Exercise aim: Go through the entries below and report how many lines contain the string "accumulator". Nothing but the number is wanted.

[Material provided Boundary: Start]

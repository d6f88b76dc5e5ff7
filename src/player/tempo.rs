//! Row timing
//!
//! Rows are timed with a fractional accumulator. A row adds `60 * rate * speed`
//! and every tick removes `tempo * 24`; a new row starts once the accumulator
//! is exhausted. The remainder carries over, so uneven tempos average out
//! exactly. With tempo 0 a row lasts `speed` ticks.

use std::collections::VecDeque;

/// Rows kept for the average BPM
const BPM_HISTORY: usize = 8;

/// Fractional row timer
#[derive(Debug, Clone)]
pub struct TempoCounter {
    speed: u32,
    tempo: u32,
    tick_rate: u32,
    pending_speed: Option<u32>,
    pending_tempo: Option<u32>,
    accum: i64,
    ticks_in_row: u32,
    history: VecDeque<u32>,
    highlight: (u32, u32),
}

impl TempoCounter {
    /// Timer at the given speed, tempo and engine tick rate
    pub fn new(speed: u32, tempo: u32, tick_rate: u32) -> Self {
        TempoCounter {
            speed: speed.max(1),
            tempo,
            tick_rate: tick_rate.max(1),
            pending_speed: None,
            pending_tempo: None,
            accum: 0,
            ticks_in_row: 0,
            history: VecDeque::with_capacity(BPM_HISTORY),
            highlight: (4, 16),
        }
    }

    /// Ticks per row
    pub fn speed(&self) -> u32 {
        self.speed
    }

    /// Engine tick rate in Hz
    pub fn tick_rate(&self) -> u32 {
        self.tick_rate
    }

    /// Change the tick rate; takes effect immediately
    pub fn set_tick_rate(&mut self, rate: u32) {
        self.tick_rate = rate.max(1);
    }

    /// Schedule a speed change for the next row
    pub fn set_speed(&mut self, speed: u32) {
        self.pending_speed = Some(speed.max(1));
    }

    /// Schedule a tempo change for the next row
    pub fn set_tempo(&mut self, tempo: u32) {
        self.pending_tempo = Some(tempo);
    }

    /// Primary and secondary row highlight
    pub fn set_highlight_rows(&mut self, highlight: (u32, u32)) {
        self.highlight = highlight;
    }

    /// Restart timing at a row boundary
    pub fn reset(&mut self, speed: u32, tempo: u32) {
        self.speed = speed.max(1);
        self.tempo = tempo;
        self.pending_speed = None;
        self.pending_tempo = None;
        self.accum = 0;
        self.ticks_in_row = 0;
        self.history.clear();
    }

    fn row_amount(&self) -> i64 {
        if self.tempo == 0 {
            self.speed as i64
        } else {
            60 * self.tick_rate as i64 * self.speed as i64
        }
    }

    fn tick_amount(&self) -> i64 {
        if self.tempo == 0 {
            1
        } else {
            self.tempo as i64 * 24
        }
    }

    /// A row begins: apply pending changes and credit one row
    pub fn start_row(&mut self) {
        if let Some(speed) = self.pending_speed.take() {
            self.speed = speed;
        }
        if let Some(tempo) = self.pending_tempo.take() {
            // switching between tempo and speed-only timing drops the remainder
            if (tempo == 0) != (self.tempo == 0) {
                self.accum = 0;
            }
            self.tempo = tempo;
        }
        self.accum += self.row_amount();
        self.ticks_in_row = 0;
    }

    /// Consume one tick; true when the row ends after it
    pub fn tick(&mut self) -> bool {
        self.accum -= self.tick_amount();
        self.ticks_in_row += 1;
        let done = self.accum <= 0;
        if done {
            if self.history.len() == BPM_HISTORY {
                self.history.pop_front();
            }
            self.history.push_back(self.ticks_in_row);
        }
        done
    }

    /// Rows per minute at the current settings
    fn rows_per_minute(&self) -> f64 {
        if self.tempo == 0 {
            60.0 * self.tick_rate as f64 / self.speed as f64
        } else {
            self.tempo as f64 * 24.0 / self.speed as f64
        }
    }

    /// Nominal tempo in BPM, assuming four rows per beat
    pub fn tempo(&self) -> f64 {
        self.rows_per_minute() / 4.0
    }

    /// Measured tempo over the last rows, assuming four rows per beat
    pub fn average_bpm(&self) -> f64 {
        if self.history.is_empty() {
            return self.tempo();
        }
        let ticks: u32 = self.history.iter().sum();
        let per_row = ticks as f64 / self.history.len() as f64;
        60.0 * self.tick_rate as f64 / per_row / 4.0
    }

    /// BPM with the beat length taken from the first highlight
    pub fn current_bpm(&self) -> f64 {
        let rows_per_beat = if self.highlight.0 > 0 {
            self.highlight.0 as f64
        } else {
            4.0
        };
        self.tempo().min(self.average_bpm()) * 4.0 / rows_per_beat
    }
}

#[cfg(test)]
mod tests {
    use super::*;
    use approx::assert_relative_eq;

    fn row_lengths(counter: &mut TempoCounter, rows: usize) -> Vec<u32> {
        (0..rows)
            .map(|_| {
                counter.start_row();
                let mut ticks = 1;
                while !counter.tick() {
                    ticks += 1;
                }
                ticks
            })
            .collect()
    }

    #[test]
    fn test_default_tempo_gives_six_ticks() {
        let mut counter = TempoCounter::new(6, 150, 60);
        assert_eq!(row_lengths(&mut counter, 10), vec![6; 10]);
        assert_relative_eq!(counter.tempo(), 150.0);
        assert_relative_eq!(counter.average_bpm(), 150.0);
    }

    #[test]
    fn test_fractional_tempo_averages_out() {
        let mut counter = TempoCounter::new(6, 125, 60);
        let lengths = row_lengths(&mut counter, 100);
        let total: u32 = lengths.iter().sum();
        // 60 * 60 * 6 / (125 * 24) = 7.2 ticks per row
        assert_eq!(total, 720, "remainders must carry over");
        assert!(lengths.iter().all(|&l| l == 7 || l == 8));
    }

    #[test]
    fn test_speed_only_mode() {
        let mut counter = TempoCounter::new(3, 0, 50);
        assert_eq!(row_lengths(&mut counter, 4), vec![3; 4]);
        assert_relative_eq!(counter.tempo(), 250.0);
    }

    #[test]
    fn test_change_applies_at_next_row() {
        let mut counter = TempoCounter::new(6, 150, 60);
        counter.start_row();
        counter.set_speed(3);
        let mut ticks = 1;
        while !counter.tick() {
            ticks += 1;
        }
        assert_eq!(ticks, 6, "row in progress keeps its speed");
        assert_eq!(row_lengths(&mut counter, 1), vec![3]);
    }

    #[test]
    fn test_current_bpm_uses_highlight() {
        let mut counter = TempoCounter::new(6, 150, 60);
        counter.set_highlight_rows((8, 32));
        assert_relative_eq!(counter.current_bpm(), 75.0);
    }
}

[Material provided Boundary: End]

Answer box: 2